- DIRECTIONS: Which lines in the data below contain the word "persisted"? Return each of them.

(Dataset entries)
___
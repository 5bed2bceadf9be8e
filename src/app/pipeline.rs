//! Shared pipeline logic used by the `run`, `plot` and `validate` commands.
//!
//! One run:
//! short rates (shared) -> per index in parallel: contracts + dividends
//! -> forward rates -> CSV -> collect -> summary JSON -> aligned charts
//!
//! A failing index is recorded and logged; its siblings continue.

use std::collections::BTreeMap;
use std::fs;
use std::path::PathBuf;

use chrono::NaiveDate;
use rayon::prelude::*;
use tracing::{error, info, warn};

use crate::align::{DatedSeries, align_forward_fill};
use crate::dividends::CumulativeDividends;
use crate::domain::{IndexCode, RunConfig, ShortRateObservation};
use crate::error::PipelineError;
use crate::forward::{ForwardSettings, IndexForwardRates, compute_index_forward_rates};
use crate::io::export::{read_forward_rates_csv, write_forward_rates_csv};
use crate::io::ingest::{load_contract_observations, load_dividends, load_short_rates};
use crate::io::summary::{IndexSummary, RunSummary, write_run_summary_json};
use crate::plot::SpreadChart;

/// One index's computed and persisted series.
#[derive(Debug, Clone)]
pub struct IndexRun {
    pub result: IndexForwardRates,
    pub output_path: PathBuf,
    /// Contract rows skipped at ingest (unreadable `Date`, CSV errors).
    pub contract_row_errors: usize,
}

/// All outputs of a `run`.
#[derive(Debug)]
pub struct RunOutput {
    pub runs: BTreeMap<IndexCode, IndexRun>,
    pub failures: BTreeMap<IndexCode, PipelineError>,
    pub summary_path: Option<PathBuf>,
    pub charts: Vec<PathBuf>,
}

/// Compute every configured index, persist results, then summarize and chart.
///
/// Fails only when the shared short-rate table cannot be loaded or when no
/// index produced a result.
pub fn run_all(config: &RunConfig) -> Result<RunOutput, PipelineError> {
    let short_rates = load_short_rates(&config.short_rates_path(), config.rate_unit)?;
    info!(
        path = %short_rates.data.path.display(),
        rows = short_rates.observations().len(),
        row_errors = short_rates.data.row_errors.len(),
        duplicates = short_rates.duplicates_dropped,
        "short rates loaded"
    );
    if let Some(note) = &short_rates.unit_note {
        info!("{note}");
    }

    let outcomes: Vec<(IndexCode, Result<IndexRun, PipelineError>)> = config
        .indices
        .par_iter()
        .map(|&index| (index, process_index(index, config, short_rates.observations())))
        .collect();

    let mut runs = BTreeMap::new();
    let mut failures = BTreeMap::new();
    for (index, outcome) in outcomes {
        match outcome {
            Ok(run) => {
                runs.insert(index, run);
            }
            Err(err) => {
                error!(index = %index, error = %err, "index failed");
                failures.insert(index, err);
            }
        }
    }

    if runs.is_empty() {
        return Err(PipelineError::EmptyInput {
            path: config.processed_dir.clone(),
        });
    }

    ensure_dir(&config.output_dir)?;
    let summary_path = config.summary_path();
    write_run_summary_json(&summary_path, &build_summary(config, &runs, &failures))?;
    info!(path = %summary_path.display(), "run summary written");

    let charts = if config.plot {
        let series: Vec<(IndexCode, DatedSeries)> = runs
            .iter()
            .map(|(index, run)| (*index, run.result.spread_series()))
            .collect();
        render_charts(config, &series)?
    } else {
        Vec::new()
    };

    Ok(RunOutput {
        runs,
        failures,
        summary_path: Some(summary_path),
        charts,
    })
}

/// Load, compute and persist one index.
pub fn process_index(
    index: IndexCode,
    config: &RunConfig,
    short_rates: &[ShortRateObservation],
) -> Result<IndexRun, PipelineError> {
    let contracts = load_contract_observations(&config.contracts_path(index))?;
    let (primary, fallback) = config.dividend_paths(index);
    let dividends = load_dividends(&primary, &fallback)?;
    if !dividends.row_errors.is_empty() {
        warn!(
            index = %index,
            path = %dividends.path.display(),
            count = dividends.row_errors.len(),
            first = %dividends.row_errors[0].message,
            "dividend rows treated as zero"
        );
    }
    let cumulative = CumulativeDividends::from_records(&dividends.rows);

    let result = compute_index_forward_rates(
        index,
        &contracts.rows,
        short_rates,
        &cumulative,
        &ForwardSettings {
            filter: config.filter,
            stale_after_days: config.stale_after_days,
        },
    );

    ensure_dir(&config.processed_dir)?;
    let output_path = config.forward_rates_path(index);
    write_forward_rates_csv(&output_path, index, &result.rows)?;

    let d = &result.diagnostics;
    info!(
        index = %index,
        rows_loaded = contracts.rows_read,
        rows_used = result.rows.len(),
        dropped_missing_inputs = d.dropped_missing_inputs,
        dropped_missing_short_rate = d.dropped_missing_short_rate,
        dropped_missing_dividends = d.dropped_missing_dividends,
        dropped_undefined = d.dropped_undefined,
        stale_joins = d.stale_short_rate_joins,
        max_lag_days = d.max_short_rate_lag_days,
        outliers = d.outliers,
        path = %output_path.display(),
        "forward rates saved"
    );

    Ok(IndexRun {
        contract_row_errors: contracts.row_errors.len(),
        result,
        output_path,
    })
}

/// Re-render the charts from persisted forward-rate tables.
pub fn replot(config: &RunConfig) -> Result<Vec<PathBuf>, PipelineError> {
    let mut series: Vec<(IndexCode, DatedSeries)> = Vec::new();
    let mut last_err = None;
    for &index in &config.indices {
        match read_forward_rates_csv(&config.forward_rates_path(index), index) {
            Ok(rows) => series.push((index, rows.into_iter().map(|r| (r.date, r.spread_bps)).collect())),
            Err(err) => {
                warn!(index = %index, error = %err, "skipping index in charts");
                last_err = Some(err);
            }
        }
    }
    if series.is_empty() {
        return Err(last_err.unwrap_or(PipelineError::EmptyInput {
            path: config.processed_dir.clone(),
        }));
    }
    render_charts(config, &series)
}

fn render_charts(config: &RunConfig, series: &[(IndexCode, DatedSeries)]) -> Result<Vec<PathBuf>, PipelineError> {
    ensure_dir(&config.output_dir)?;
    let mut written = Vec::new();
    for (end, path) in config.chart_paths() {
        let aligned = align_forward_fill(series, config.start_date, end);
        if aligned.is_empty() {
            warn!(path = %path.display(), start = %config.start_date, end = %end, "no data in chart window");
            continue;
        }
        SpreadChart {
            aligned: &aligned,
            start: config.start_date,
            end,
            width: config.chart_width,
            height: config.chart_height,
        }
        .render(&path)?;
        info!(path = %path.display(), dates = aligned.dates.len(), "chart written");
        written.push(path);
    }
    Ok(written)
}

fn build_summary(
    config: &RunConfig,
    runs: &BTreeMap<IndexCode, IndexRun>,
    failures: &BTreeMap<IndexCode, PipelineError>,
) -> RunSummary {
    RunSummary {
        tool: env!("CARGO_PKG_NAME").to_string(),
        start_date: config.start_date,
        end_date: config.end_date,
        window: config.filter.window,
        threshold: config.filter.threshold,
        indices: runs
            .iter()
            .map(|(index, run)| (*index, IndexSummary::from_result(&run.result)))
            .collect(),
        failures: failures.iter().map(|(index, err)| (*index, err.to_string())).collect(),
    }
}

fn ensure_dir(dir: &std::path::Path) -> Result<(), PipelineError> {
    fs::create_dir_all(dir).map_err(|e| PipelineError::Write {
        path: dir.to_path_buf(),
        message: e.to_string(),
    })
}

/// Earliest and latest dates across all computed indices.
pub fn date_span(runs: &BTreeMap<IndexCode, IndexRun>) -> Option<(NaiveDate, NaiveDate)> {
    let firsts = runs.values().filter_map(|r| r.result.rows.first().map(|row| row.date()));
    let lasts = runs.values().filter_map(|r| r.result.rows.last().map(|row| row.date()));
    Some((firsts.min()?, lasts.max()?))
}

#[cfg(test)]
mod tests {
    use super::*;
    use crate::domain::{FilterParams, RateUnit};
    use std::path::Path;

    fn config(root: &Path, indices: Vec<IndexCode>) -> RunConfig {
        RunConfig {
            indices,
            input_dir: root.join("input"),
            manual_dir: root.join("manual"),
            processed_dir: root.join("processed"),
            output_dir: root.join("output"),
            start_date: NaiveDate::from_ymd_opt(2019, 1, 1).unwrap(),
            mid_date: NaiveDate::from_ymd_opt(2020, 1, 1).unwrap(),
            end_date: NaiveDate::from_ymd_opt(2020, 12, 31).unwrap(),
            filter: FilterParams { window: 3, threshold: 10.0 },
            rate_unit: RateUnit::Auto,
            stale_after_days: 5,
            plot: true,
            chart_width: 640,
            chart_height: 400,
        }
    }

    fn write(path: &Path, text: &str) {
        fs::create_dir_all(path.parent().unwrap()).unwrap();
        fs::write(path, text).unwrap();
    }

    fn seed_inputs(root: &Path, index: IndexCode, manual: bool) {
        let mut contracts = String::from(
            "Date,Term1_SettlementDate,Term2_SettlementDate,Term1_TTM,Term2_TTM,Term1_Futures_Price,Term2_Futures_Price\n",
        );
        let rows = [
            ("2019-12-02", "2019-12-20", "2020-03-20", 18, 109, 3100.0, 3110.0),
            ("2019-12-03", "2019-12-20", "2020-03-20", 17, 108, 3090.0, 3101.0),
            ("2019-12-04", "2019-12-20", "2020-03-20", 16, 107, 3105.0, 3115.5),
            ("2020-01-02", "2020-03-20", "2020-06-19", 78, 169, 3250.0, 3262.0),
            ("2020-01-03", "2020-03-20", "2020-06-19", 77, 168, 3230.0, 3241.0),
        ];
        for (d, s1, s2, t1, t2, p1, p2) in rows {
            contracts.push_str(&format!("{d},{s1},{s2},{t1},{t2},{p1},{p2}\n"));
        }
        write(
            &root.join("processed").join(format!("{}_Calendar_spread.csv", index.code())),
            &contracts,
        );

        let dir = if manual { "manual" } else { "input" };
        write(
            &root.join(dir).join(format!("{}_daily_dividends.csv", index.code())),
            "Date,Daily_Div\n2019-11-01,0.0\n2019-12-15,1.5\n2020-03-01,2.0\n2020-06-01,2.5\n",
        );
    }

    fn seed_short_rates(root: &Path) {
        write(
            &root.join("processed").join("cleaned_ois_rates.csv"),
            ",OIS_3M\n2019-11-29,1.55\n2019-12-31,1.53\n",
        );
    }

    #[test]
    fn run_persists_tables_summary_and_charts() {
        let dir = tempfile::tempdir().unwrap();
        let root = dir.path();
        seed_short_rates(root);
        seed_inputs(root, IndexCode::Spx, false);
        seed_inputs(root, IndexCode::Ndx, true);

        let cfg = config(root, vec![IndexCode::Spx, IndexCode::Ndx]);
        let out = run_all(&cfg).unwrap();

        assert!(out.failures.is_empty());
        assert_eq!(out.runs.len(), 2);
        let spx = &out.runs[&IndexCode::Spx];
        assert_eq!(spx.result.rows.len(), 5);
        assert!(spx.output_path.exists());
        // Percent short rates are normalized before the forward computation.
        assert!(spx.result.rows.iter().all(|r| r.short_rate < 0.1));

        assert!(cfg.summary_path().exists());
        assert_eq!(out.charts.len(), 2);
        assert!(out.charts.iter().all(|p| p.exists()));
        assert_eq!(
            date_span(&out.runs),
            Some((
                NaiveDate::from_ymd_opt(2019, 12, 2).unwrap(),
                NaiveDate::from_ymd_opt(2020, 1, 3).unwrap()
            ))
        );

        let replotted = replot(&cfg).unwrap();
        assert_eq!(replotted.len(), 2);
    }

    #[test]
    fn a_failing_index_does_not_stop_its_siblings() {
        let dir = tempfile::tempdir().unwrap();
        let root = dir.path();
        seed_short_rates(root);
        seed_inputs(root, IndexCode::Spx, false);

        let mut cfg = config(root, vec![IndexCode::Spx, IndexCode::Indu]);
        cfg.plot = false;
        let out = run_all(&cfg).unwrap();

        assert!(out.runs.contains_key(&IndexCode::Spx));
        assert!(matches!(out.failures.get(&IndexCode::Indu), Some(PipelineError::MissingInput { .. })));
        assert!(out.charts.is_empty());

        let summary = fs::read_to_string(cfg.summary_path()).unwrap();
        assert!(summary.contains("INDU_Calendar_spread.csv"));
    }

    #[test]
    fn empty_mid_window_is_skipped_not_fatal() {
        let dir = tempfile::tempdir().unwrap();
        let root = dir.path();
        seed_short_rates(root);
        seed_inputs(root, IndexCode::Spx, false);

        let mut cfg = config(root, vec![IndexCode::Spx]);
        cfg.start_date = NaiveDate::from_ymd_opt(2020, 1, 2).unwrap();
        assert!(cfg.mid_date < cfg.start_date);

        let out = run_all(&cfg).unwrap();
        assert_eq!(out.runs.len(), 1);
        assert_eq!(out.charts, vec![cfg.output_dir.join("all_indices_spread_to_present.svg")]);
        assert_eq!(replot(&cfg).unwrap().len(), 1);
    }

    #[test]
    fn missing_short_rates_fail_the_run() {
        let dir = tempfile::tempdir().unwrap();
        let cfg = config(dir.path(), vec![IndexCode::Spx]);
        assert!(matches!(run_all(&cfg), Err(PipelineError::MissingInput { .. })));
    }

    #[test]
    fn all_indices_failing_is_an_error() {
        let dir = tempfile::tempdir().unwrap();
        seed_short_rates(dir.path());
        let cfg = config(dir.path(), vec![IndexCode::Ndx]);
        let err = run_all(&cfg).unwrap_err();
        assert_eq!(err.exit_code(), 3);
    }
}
___
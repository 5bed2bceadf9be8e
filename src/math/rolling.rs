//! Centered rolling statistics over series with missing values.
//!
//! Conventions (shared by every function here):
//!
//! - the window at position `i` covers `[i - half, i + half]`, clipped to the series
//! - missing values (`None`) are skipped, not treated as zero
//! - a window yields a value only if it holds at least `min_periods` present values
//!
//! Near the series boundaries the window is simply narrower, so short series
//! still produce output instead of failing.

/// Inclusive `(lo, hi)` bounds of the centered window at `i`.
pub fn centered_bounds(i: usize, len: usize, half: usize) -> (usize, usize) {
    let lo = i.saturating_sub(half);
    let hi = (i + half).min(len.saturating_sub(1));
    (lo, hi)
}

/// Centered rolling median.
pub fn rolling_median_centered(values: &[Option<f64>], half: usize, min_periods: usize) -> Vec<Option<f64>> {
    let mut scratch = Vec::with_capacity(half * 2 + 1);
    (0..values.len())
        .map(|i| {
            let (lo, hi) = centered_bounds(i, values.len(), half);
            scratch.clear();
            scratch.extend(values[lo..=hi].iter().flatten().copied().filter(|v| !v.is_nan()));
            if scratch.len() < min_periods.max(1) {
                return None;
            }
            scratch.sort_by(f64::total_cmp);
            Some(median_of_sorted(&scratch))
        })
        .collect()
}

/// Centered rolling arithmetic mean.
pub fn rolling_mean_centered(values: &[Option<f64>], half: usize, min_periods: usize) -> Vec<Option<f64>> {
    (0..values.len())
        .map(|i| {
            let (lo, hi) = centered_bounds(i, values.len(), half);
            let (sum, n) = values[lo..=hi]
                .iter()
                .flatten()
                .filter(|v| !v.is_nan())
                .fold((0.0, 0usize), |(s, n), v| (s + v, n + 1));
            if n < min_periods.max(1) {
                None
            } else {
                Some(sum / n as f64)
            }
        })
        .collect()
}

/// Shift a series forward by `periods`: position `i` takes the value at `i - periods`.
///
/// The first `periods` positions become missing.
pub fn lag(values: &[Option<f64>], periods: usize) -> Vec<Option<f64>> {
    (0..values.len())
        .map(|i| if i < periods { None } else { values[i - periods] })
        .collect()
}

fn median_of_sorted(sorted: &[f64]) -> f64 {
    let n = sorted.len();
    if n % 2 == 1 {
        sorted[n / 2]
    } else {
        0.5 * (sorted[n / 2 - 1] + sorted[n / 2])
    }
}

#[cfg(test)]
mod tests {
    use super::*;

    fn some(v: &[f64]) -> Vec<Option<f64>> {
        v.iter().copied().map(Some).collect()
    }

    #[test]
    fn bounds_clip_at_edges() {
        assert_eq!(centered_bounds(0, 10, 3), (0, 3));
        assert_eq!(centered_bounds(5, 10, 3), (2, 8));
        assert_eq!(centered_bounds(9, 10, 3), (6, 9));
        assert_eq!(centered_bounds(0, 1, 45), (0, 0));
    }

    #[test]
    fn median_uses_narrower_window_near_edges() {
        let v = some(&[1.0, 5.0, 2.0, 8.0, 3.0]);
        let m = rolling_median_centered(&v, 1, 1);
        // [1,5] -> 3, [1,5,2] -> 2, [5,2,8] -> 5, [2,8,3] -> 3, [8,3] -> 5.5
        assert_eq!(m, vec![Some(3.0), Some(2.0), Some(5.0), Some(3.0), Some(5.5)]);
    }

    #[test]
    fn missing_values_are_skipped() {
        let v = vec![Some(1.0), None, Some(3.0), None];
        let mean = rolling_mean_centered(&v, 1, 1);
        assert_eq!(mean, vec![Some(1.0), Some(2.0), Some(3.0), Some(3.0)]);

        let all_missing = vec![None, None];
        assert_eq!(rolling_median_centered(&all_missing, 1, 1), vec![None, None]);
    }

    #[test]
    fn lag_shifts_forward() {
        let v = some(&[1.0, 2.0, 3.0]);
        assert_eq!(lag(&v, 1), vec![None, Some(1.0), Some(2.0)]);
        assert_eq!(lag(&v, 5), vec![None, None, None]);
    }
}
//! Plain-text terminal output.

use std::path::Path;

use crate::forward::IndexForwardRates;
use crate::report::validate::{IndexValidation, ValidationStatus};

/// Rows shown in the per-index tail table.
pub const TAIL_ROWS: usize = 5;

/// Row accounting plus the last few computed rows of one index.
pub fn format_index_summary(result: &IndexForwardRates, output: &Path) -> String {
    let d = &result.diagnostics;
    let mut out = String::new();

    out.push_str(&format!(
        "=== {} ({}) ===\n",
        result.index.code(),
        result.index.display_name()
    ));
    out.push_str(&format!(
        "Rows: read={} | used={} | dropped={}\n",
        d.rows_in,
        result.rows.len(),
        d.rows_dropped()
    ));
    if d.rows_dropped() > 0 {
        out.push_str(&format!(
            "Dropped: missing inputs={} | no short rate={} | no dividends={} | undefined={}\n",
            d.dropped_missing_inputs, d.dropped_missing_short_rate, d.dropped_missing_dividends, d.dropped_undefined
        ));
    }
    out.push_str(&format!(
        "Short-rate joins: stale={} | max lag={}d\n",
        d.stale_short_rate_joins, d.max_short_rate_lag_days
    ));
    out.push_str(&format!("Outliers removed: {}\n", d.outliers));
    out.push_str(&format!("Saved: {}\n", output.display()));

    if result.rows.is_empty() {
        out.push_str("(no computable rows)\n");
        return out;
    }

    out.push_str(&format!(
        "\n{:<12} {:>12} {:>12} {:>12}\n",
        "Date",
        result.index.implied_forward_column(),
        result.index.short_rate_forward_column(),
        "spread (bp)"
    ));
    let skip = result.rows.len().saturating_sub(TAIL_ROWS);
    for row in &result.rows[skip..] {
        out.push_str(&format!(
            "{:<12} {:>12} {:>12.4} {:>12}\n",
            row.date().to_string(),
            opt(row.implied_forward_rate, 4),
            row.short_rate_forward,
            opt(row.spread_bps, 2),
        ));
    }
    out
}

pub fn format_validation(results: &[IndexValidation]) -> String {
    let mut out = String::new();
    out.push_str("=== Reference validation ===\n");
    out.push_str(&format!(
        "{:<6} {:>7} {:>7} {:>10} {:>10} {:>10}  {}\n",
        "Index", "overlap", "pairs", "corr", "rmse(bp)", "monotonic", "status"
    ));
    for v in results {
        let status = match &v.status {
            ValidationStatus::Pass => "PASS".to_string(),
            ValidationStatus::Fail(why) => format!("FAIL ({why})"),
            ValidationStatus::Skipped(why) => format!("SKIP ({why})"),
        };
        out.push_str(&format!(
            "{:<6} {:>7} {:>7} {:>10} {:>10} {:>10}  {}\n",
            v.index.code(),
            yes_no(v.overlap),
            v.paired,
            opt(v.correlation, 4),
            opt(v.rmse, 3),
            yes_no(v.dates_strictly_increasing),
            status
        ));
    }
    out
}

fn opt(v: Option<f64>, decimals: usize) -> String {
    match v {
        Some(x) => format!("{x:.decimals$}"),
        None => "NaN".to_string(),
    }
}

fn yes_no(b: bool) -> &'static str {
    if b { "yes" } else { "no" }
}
___
- RESULT OF THE TASK:
/// One index's computed and persisted series.
/// Re-render the charts from persisted forward-rate tables.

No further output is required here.